When the Sherman Antitrust Act was passed in 1890 virtually all economists embraced the Austrian School vision of competition as a dynamic, rivalrous process. As a result, they were opposed in principle to the existence of antitrust laws, which they believed could only interfere with the natural evolutionary process of competition. As historian Sanford D. Gordon concluded after reviewing all professional journals in the social sciences and all books written by late nineteenth-century economists regarding the trusts, "a big majority of the economists conceded that the combination movement was to be expected, that high fixed costs made large scale enterprises economical, that competition under these new circumstances frequently resulted in cutthroat competition, that agreements among producers was a natural consequence.... They seemed to reject the idea that competition was declining, or showed no fear of decline."

Richard T. Ely, a co-founder of the American Economic Association, wrote that "large scale production is a thing which by no means necessarily signifies monopolized production" and opposed the Sherman Act.

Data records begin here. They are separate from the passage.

// Copyright (c) 2026 greenguard
// Licensed under the MIT License. See LICENSE file in the project root.

//! GreenGuard - Autonomous Greenhouse Environmental Controller
//!
//! Keeps a greenhouse inside configured temperature, humidity and light
//! bands, guards it against nighttime intrusion, and exposes telemetry and
//! remote control over MQTT.

use anyhow::Result;
use clap::Parser;
use std::path::PathBuf;
use std::sync::Arc;
use tracing::{info, warn, Level};
use tracing_subscriber::FmtSubscriber;

use greenguard::{
    core::Engine, display, sensors::DemoSensors, Config, EventBus, SensorSource,
    StreamingManager, NAME, VERSION,
};

/// GreenGuard - Autonomous Greenhouse Environmental Controller
#[derive(Parser, Debug)]
#[command(name = "greenguard")]
#[command(author = "GreenGuard Project")]
#[command(version = VERSION)]
#[command(about = "Greenhouse climate, irrigation, lighting and security controller")]
struct Args {
    /// Configuration file path
    #[arg(short, long)]
    config: Option<PathBuf>,

    /// Enable debug logging
    #[arg(short, long)]
    debug: bool,

    /// Enable trace-level logging
    #[arg(long)]
    trace: bool,

    /// Demo mode with synthesized sensors
    #[arg(long)]
    demo: bool,

    /// Disable the console display task
    #[arg(long)]
    no_display: bool,

    /// MQTT broker address (enables MQTT)
    #[arg(long)]
    mqtt_broker: Option<String>,

    /// MQTT topic namespace
    #[arg(long)]
    topic_root: Option<String>,
}

fn main() -> Result<()> {
    let args = Args::parse();

    // Initialize logging
    let log_level = if args.trace {
        Level::TRACE
    } else if args.debug {
        Level::DEBUG
    } else {
        Level::INFO
    };

    let subscriber = FmtSubscriber::builder()
        .with_max_level(log_level)
        .with_target(false)
        .with_file(args.debug)
        .with_line_number(args.debug)
        .with_ansi(true)
        .finish();
    tracing::subscriber::set_global_default(subscriber)?;

    info!("🌱 {} v{} - Greenhouse Environmental Controller", NAME, VERSION);

    // Load or create configuration
    let config_path = args.config.unwrap_or_else(Config::default_path);
    let mut config = Config::load_or_create(&config_path)?;

    // Override with command line args
    if args.demo {
        config.demo_mode = true;
    }
    if args.no_display {
        config.display.enabled = false;
    }
    if let Some(mqtt) = args.mqtt_broker {
        config.streaming.mqtt_enabled = true;
        config.streaming.mqtt_broker = mqtt;
    }
    if let Some(root) = args.topic_root {
        config.streaming.topic_root = root;
    }

    info!("Configuration loaded from {:?}", config_path);
    info!("Demo mode: {}", config.demo_mode);

    let rt = tokio::runtime::Runtime::new()?;
    rt.block_on(run(config))
}

async fn run(config: Config) -> Result<()> {
    use tokio::sync::mpsc;

    let bus = Arc::new(EventBus::new(256));
    let (command_tx, command_rx) = mpsc::channel(64);

    // Streaming bridge: MQTT in/out, no-op when disabled.
    let mut streaming = StreamingManager::new(config.streaming.clone());
    streaming.start(bus.clone(), command_tx.clone()).await?;

    // Console display collaborator.
    let display_tx = if config.display.enabled {
        let (tx, rx) = mpsc::channel(32);
        tokio::spawn(display::run(rx));
        Some(tx)
    } else {
        None
    };

    // Sensor source. Only synthesized sensors exist on a plain host; a
    // hardware-backed SensorSource would slot in here.
    if !config.demo_mode {
        warn!("no hardware sensor backend on this host, using demo sensors");
    }
    let sensors: Box<dyn SensorSource> = Box::new(DemoSensors::new());

    let engine = Engine::new(&config.control, sensors, bus.clone(), display_tx);

    info!("🚀 {} running, press Ctrl+C to shutdown", NAME);

    tokio::select! {
        result = engine.run(command_rx) => result?,
        _ = tokio::signal::ctrl_c() => {
            info!("Shutdown signal received, cleaning up...");
        }
    }

    info!("{} shutdown complete", NAME);
    Ok(())
}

As did his co-founder John Bates Clark, who wrote, "that combinations are to play an increasingly important part in economic affairs, is altogether probable. But that competition is to be a corresponding extent destroyed should not be too hastily accepted."

Virtually all other prominent, turn-of-the-century economists, such as the University of Chicago's Herbert Davenport, Irving Fisher, and James L. Laughlin; Columbia's Edwin R.A. Seligman and Henry Seager; Wharton School founder Simon Patten; Yale's Arthur T. Hadley; Harvard's Frank Taussig; and Cambridge's Alfred Marshall, expressed opposition to antitrust regulation because it was inherently in conflict with competitive rivalry.

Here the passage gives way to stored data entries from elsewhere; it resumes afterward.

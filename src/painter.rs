use std::sync::atomic::{AtomicBool, Ordering};
use std::sync::{Arc, Condvar, Mutex};

use log::{debug, info};

use crate::error::SetupError;
use crate::frame::{Frame, HEIGHT, WIDTH};
use crate::gpio::{PinDriver, Registers};
use crate::timer::IntervalTimer;

// Pin assignment, fixed at compile time: this core drives one specific
// panel wiring, adopted verbatim from the original implementation's
// constants (examples/original_source/main.go).
const PIN_R1: u8 = 5;
const PIN_G1: u8 = 13;
const PIN_B1: u8 = 6;
const PIN_R2: u8 = 12;
const PIN_G2: u8 = 16;
const PIN_B2: u8 = 23;
const PIN_OE: u8 = 4;
const PIN_CLK: u8 = 17;
const PIN_LAT: u8 = 21;
const PIN_A0: u8 = 22;
const PIN_A1: u8 = 26;
const PIN_A2: u8 = 27;
const PIN_A3: u8 = 20;

const NON_OE_PINS: [u8; 12] = [
    PIN_A0, PIN_A1, PIN_A2, PIN_A3, PIN_R1, PIN_G1, PIN_B1, PIN_R2, PIN_G2, PIN_B2, PIN_CLK,
    PIN_LAT,
];

const DATA_MASK: u32 = (1 << PIN_R1)
    | (1 << PIN_G1)
    | (1 << PIN_B1)
    | (1 << PIN_R2)
    | (1 << PIN_G2)
    | (1 << PIN_B2);

/// Number of rows per half-panel: the panel's top and bottom halves are
/// addressed together, so a full scan only needs half of HEIGHT.
const ROWS_PER_HALF: usize = HEIGHT / 2;
/// Number of BCM bit-planes, planes 1..=3.
const PLANES: std::ops::RangeInclusive<u8> = 1..=3;

/// Shared handle to the latest submitted frame and the termination flag:
/// a mutex-guarded latest-frame slot plus a condition variable for the
/// initial blocking receive.
pub(crate) struct Shared {
    slot: Mutex<Option<Frame>>,
    slot_cv: Condvar,
    terminate: AtomicBool,
    term_cv: Condvar,
    term_mutex: Mutex<()>,
}

impl Shared {
    pub(crate) fn new() -> Self {
        Self {
            slot: Mutex::new(None),
            slot_cv: Condvar::new(),
            terminate: AtomicBool::new(false),
            term_cv: Condvar::new(),
            term_mutex: Mutex::new(()),
        }
    }

    /// Producer side of the single-slot frame channel: overwrites whatever
    /// is currently waiting, so the painter only ever sees the latest
    /// submitted frame, never a backlog of stale ones.
    pub(crate) fn submit(&self, frame: Frame) {
        let mut slot = self.slot.lock().unwrap();
        *slot = Some(frame);
        self.slot_cv.notify_one();
    }

    /// Non-blocking peek used by the painter's steady-state loop.
    fn try_take(&self) -> Option<Frame> {
        self.slot.lock().unwrap().take()
    }

    /// Blocking receive used once at startup: the painter has nothing to
    /// draw until the first frame arrives, so it parks here rather than
    /// spinning.
    fn take_blocking(&self) -> Frame {
        let mut slot = self.slot.lock().unwrap();
        while slot.is_none() {
            slot = self.slot_cv.wait(slot).unwrap();
        }
        slot.take().unwrap()
    }

    pub(crate) fn signal_terminate(&self) {
        self.terminate.store(true, Ordering::SeqCst);
        self.term_cv.notify_all();
    }

    fn should_terminate(&self) -> bool {
        self.terminate.load(Ordering::SeqCst)
    }
}

/// Outcome of the painter thread, reported once on the startup channel.
pub(crate) enum StartupReport {
    Primed,
    Failed(SetupError),
}

/// Runs the row-scan and binary-code-modulation bit-plane refresh loop
/// that drives the panel. Generic over [`Registers`] and [`IntervalTimer`]
/// so the full loop, including the startup sequence, the BCM math, and
/// the shutdown ordering, can be exercised in tests against fakes.
pub struct Painter<R: Registers, T: IntervalTimer> {
    pins: PinDriver<R>,
    timer: T,
    frame: Frame,
}

impl<R: Registers, T: IntervalTimer> Painter<R, T> {
    /// Builds a painter and brings the panel to a known state: acquire
    /// the 12 non-OE pins low, flush the shift registers with `width`
    /// CLK pulses so stale data already latched in the panel is pushed
    /// out, latch once, then acquire OE and enable it.
    pub fn start(regs: R, timer: T) -> Self {
        let mut pins = PinDriver::new(regs);

        for pin in NON_OE_PINS {
            pins.acquire(pin);
        }
        for _ in 0..WIDTH {
            pins.strobe(PIN_CLK);
        }
        pins.strobe(PIN_LAT);

        pins.acquire(PIN_OE);
        pins.set(PIN_OE, false); // active-low: enable

        debug!("painter primed: {WIDTH}x{HEIGHT} panel, {ROWS_PER_HALF} scan rows");

        Self {
            pins,
            timer,
            frame: Frame::blank(),
        }
    }

    /// Runs one full refresh pass (all rows, all bit-planes) over the
    /// current frame, waiting for the interval timer between cells.
    fn paint_frame(&mut self) {
        for y in 0..ROWS_PER_HALF {
            for plane in PLANES {
                let threshold = plane as u32 * (256 / 4);

                for x in 0..WIDTH {
                    let top = self.frame.get(x, y);
                    let bottom = self.frame.get(x, y + ROWS_PER_HALF);

                    let mut states = 0u32;
                    if top.r as u32 >= threshold {
                        states |= 1 << PIN_R1;
                    }
                    if top.g as u32 >= threshold {
                        states |= 1 << PIN_G1;
                    }
                    if top.b as u32 >= threshold {
                        states |= 1 << PIN_B1;
                    }
                    if bottom.r as u32 >= threshold {
                        states |= 1 << PIN_R2;
                    }
                    if bottom.g as u32 >= threshold {
                        states |= 1 << PIN_G2;
                    }
                    if bottom.b as u32 >= threshold {
                        states |= 1 << PIN_B2;
                    }

                    self.pins.set_mask(states, DATA_MASK);
                    self.pins.strobe(PIN_CLK);
                }

                self.timer.wait();

                if plane == 1 {
                    self.pins.set(PIN_OE, true); // blank before address/latch change
                    self.set_row_address(y);
                }

                self.pins.strobe(PIN_LAT);

                if plane == 1 {
                    self.pins.set(PIN_OE, false);
                }
            }
        }
    }

    fn set_row_address(&mut self, y: usize) {
        self.pins.set(PIN_A0, y & 0b0001 != 0);
        self.pins.set(PIN_A1, y & 0b0010 != 0);
        self.pins.set(PIN_A2, y & 0b0100 != 0);
        self.pins.set(PIN_A3, y & 0b1000 != 0);
    }

    /// Ordered shutdown: release OE first so the panel goes dark before
    /// any other pin's function changes, then release the remaining
    /// pins, then unmap the register window.
    fn shutdown(mut self) {
        self.pins.release(PIN_OE);
        self.pins.close();
        // `self` drops here; PinDriver's own Drop is a no-op since close()
        // already released everything, and RegisterWindow's Drop unmaps
        // the window.
    }

    /// Entry point for the dedicated painter thread: INIT -> PRIMED ->
    /// RUNNING -> SHUTDOWN -> TERMINATED.
    pub(crate) fn run(regs: R, timer: T, shared: Arc<Shared>, report: std::sync::mpsc::Sender<StartupReport>) {
        let mut painter = Self::start(regs, timer);
        if report.send(StartupReport::Primed).is_err() {
            return;
        }

        painter.frame = shared.take_blocking();
        info!("painter running");

        loop {
            if shared.should_terminate() {
                break;
            }
            if let Some(next) = shared.try_take() {
                painter.frame = next;
            }
            painter.paint_frame();
        }

        info!("painter shutting down");
        painter.shutdown();
        let _lock = shared.term_mutex.lock().unwrap();
        shared.term_cv.notify_all();
    }
}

But by the 1920s economists began to change their minds about antitrust. The late Nobel Laureate economist George Stigler once wrote that the reason for this was that economists came to realize that they could earn "substantially more than the minimum wage" as antitrust consultants. Maybe so, but a more important reason is the adoption by the economics profession, and later by policy makers, of the static theory of "perfect" competition.

Inspired by mathematicians, economists adopted this fanciful theory that redefined competition as an equilibrium situation whereby there had to be "many" firms, each producing a homogenous product and charging the same price; information was "costless" in this perfect world, as was entry into and exit from an industry. Competition came to mean "a hypothetically realized situation in which business rivalry...was ruled out by definition," writes economist Paul McNulty. Competition "is by its nature a dynamic process whose essential characteristics are assumed away by the assumptions underlying static analysis," Nobel Laureate economist Friedrich Hayek once wrote. In this sense, "perfect" competition "means indeed the absence of all competitive activities."

This transformation in the meaning of competition from dynamic, rivalrous, entrepreneurship to a set of "equilibrium conditions" based on totally unrealistic and undesirable economic assumptions (who wants homogenous products!) has been the source of endless mischief by antitrust regulators. For over a century businesses have been fearful of cutting their prices too vigorously for fear of being prosecuted for "predatory pricing" or price discrimination. Competing too vigorously and becoming too dominant in an industry is another way to find yourself harassed for years -- if not decades -- by antirust "investigators." And efficiency-enhancing mergers are routinely blocked by antitrust regulators armed with static antitrust analysis.

Unless a more realistic view of the business world is adopted, Microsoft -- and many other successful firms in the future -- will be irreperably harmed by misguided antitrust regulators. The absurdity of it all is that it is consumers who are harmed the most by these supposedly "consumer protection" policies.